MUHAMMADIYAH.OR.ID, YOGYAKARTA – Indonesia dikenal sebagai negara agraris yang memiliki aset tanah melimpah tapi swasembada pangannya sendiri belum tercukupi. Selain negara agraris, Indonesia juga negara yang berdasar ketuhanan, dan muslim menjadi populasi mayoritas, maka perspektif Islam dalam pembaruan dan tata kelola agraria sangat dibutuhkan.
Rumusan panduan tata kelola agraria yang bersumber dari ajaran Islam, dengan demikian dapat melengkapi dan memperkuat implementasi kebijakan pemerintah tentang pembaruan dalam tata kelola agraria. Dengan demikian, Moh Soehadha dalam Pengajian Tarjih pada Rabu (06/01) menuturkan bahwa perumusan Fikih Tata Kelola dan Pembaruan Agraria yang disusun oleh Majelis Tarjih dan Tajdid Muhammadiyah ini menemukan arti penting dan relevansinya.
Metodologi dalam penyusunan Fikih Agraria ini menggunakan pendekatan yang biasa digunakan dalam Majelis Tarjih dan Tajdid. “Kita akan merespon problem agraria ini dengan nash-nash syariah, al-Qur’an dan Sunnah Maqbullah. Ini yang biasa kita sebut pendekatan bayani. Kemudian kita juga akan mengakamodir problem ini dengan pendekatan burhani. Yang ketiga adalah pendekatan irfani, dimana kita juga mengutamakan kepekaan nurani dalam mengatasi problem agraria”, imbuhnya.
Sementara itu, nilai-nilai dasar yang terkandung di dalam Fikih Agraria ini meliputi enam hal.
Pertama, Tauhid
Nilai dasar tauhid meniscayakan bahwa segala yang ada di langit dan bumi secara mutlak dan total hanya milik Allah.

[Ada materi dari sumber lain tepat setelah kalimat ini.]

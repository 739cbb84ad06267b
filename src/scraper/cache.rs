//! In-memory result cache with TTL support.
//!
//! Entries are immutable once stored and replaced wholesale. Expiry is lazy:
//! nothing sweeps the map, an expired entry is simply treated as absent by
//! [`TtlCache::get`] while staying resident for [`TtlCache::get_stale`].

use chrono::{DateTime, Duration, Utc};
use std::collections::HashMap;
use std::hash::Hash;
use std::sync::{Arc, Mutex};

use super::parsers::{PlayerDetail, RosterEntry};

/// Cache entry with timestamp
#[derive(Debug, Clone)]
pub struct CacheEntry<T> {
    pub data: T,
    pub cached_at: DateTime<Utc>,
}

impl<T> CacheEntry<T> {
    /// An entry is valid strictly less than `ttl` after capture.
    pub fn is_fresh(&self, ttl: Duration, now: DateTime<Utc>) -> bool {
        now - self.cached_at < ttl
    }
}

/// Keyed, time-bounded store shared across requests
pub struct TtlCache<K, V> {
    ttl: Duration,
    entries: Mutex<HashMap<K, CacheEntry<Arc<V>>>>,
}

impl<K, V> TtlCache<K, V>
where
    K: Eq + Hash + Clone,
{
    pub fn new(ttl: Duration) -> Self {
        Self {
            ttl,
            entries: Mutex::new(HashMap::new()),
        }
    }

    /// Get cached data if still valid
    pub fn get(&self, key: &K) -> Option<CacheEntry<Arc<V>>> {
        self.get_at(key, Utc::now())
    }

    fn get_at(&self, key: &K, now: DateTime<Utc>) -> Option<CacheEntry<Arc<V>>> {
        let entries = self.entries.lock().unwrap_or_else(|e| e.into_inner());
        entries
            .get(key)
            .filter(|entry| entry.is_fresh(self.ttl, now))
            .cloned()
    }

    /// Get the resident entry regardless of age
    pub fn get_stale(&self, key: &K) -> Option<CacheEntry<Arc<V>>> {
        let entries = self.entries.lock().unwrap_or_else(|e| e.into_inner());
        entries.get(key).cloned()
    }

    /// Store data, replacing any previous entry for the key
    pub fn put(&self, key: K, data: V) -> Arc<V> {
        self.put_at(key, data, Utc::now())
    }

    fn put_at(&self, key: K, data: V, cached_at: DateTime<Utc>) -> Arc<V> {
        let data = Arc::new(data);
        let entry = CacheEntry {
            data: Arc::clone(&data),
            cached_at,
        };
        let mut entries = self.entries.lock().unwrap_or_else(|e| e.into_inner());
        entries.insert(key, entry);
        data
    }

    pub fn clear(&self) {
        let mut entries = self.entries.lock().unwrap_or_else(|e| e.into_inner());
        entries.clear();
    }

    #[cfg(test)]
    pub fn len(&self) -> usize {
        self.entries.lock().unwrap_or_else(|e| e.into_inner()).len()
    }
}

/// Last full roster scrape with its pagination metadata
#[derive(Debug, Clone, PartialEq)]
pub struct RosterSnapshot {
    pub players: Vec<RosterEntry>,
    /// Total reported by the site's "Showing A-B of N" marker
    pub expected: Option<u32>,
    /// Pagination stopped before the last page
    pub partial: bool,
}

impl RosterSnapshot {
    pub fn total_known(&self) -> bool {
        self.expected.is_some()
    }
}

/// Both result caches, created at startup and injected into the orchestrator
pub struct ResultCache {
    pub roster: TtlCache<(), RosterSnapshot>,
    pub details: TtlCache<String, PlayerDetail>,
}

impl ResultCache {
    pub fn new(roster_ttl: Duration, detail_ttl: Duration) -> Self {
        Self {
            roster: TtlCache::new(roster_ttl),
            details: TtlCache::new(detail_ttl),
        }
    }

    /// Roster cached for one hour, details for six
    #[cfg(test)]
    pub fn with_default_ttls() -> Self {
        Self::new(Duration::hours(1), Duration::hours(6))
    }

    /// Drop every entry; called at shutdown
    pub fn clear(&self) {
        self.roster.clear();
        self.details.clear();
    }
}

Manusia sebagai makhluk ciptaan Allah yang diberi akal ditugaskan untuk mengelola bumi (QS. Ali Imran: 189 dan al-Nahl: 49).
Kedua, al-Akhlak al-Karimah
Nilai dasar kemuliaan manusia ini merupakan konsekuensi dari ketauhidan. Secara etika individual maupun sosial, manusia sebagai khalifah Allah memiliki kewajiban untuk memakmurkan alam dan bumi seisinya dengan segala potensi sumber daya yang terdapat di dalamnya (QS. Shad: 26).
Dalam kaitannya dengan sumber daya yang mati atau terbengkalai karena satu dan lain hal, Nabi saw memberikan perintah kepada manusia untuk memberdayakannya sebagai wujud akhak yang mulia terhadap bumi. Dalam hadis yang diriwayatkan Ibn Hibban, Rasulullah menyatakan bahwa seseorang yang menghidupkan tanah mati, maka akan diberi pahala. “Manusia diberi tanggungjawab moral untuk memakmurkan alam ini,” kata Soehadha.
Ketiga, Kemaslahatan
Nilai dasar ini menandakan bahwa kemaslahatan harus menjadi tolok ukur dalam mengelola, memberdayakan, sampai membuat kebijakan yang terkait dengannya.
Keempat, Keadilan
Soehadha menerangkan bahwa nilai dasar keadilan tercermin pada proses pembuatan hukum, penegakan hukum, jaminan proses pemerataan kesejahteraan rakyat, dan solidaritas umat dan bangsa.
Kelima, Kemanusiaan
Soehadha menuturkan bahwa membangun, menjaga kelestarian, dan memanfaatkan sumber agraria pada hakikatnya adalah upaya manusia dalam menjaga jiwa dan kemuliaan manusia. Hal tersebut termaktub dalam QS. Al-Baqarah ayat 29 yang menegaskan bahwa segala sesuatu yang ada di bumi boleh dimanfaatkan untuk keberlangsungan hibup manusia.
Keenam, Musyawarah
Nilai dasar musyawarah berarti mengutamakan harmoni dalam pengelolaan agraria. Sebab secara sosial dan kemanusiaan, dalam pemilikan dan pemanfaatan lahan serta alam sekitar, tentu tidak lepas dari nilai musyawarah yang menghasilkan kesepakatan antar warga masyarakat. “Ini penting sebab sekarang masih banyak konflik-konflik agraria antar masyarakat,” tuturnya.
Itulah keenam nilai-nilai dasar Fikih Agraria yang disusun Majelis Tarjih dan Tajdid PP Muhammadiyah. Nilai-nilai tersebut diserap langsung dari semangat al-Quran dan as-Sunnah dan merupakan nilai paling esensial dalam ajaran Islam. Karenanya, penyusunan Fikih Agraria berangkat dari keenam nilai-nilai dasar di atas.